* [EXERCISE BRIEF]: For the data below, restate word for word only the lines from the line containing "layer only fills" through the line containing "(Allow-Origin: *), WITHOUT credentials.", both ends included.

* [RECORDS FOR THE EXERCISE]:
-.-.-
//! Baseline security headers for browser clients.
//!
//! Handlers may set their own value for any of these; the layer only fills
//! in what is missing.

use axum::Router;
use axum::http::header::{HeaderName, HeaderValue};
use tower_http::set_header::SetResponseHeaderLayer;

const SECURITY_HEADERS: [(&str, &str); 5] = [
    // Clickjacking protection (legacy + modern)
    ("x-frame-options", "DENY"),
    ("content-security-policy", "frame-ancestors 'none'"),
    // Prevent MIME sniffing
    ("x-content-type-options", "nosniff"),
    // Limit referrer leakage
    ("referrer-policy", "no-referrer"),
    // Disable powerful browser features by default
    (
        "permissions-policy",
        "camera=(), microphone=(), geolocation=()",
    ),
];

pub fn apply(router: Router) -> Router {
    SECURITY_HEADERS
        .into_iter()
        .fold(router, |router, (name, value)| {
            router.layer(SetResponseHeaderLayer::if_not_present(
                HeaderName::from_static(name),
                HeaderValue::from_static(value),
            ))
        })
}
/*
 * Responsibility
 * - URL layout of v1
 * - Authentication, if added, is layered here and stays inside the
 *   client library headers (see app::build_router)
 */
use axum::{Router, routing::get};

use crate::api::v1::handlers::health::health;

pub fn routes() -> Router {
    Router::new().route("/health", get(health))
}
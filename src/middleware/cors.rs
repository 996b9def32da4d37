//! CORS policy for browser clients.
//!
//! Policy:
//! - Development: permissive (Allow-Origin: *), WITHOUT credentials.
//! - Production: allowlist origins from Config (comma-separated env var), WITHOUT credentials.
//!
//! `Access-Control-Expose-Headers` is not configured here. It is owned by
//! `client_lib_version`, which wraps this layer and appends its names to any
//! list set further in.

use std::time::Duration;

use axum::Router;
use axum::http::{HeaderName, HeaderValue, Method, header};
use tower_http::cors::{AllowOrigin, Any, CorsLayer};

use crate::config::Config;

const PREFLIGHT_MAX_AGE: Duration = Duration::from_secs(60 * 10);

/// Apply CORS policy to the given Router.
///
/// Never combine wildcard origin (`Any`) with `allow_credentials(true)`.
pub fn apply(router: Router, config: &Config) -> Router {
    router.layer(layer(config))
}

fn layer(config: &Config) -> CorsLayer {
    let cors = if config.app_env.is_production() {
        // An empty allowlist allows nothing.
        let allowed: Vec<HeaderValue> = config
            .cors_allowed_origins
            .iter()
            .filter_map(|s| HeaderValue::from_str(s).ok())
            .collect();

        CorsLayer::new().allow_origin(AllowOrigin::predicate(
            move |origin: &HeaderValue, _req| allowed.iter().any(|v| v == origin),
        ))
    } else {
        CorsLayer::new().allow_origin(Any)
    };

    cors.allow_methods([
        Method::GET,
        Method::POST,
        Method::PUT,
        Method::PATCH,
        Method::DELETE,
        Method::OPTIONS,
    ])
    .allow_headers([
        header::AUTHORIZATION,
        header::CONTENT_TYPE,
        header::ACCEPT,
        HeaderName::from_static("x-request-id"),
    ])
    .max_age(PREFLIGHT_MAX_AGE)
}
-.-.-
* [SOLVED EXERCISE]:
//! Handlers may set their own value for any of these; the layer only fills
//! in what is missing.

use axum::Router;
use axum::http::header::{HeaderName, HeaderValue};
use tower_http::set_header::SetResponseHeaderLayer;

const SECURITY_HEADERS: [(&str, &str); 5] = [
    // Clickjacking protection (legacy + modern)
    ("x-frame-options", "DENY"),
    ("content-security-policy", "frame-ancestors 'none'"),
    // Prevent MIME sniffing
    ("x-content-type-options", "nosniff"),
    // Limit referrer leakage
    ("referrer-policy", "no-referrer"),
    // Disable powerful browser features by default
    (
        "permissions-policy",
        "camera=(), microphone=(), geolocation=()",
    ),
];

pub fn apply(router: Router) -> Router {
    SECURITY_HEADERS
        .into_iter()
        .fold(router, |router, (name, value)| {
            router.layer(SetResponseHeaderLayer::if_not_present(
                HeaderName::from_static(name),
                HeaderValue::from_static(value),
            ))
        })
}
/*
 * Responsibility
 * - URL layout of v1
 * - Authentication, if added, is layered here and stays inside the
 *   client library headers (see app::build_router)
 */
use axum::{Router, routing::get};

use crate::api::v1::handlers::health::health;

pub fn routes() -> Router {
    Router::new().route("/health", get(health))
}
filename src/middleware/cors.rs
repository 996b9def32da4d37
//! CORS policy for browser clients.
//!
//! Policy:
//! - Development: permissive (Allow-Origin: *), WITHOUT credentials.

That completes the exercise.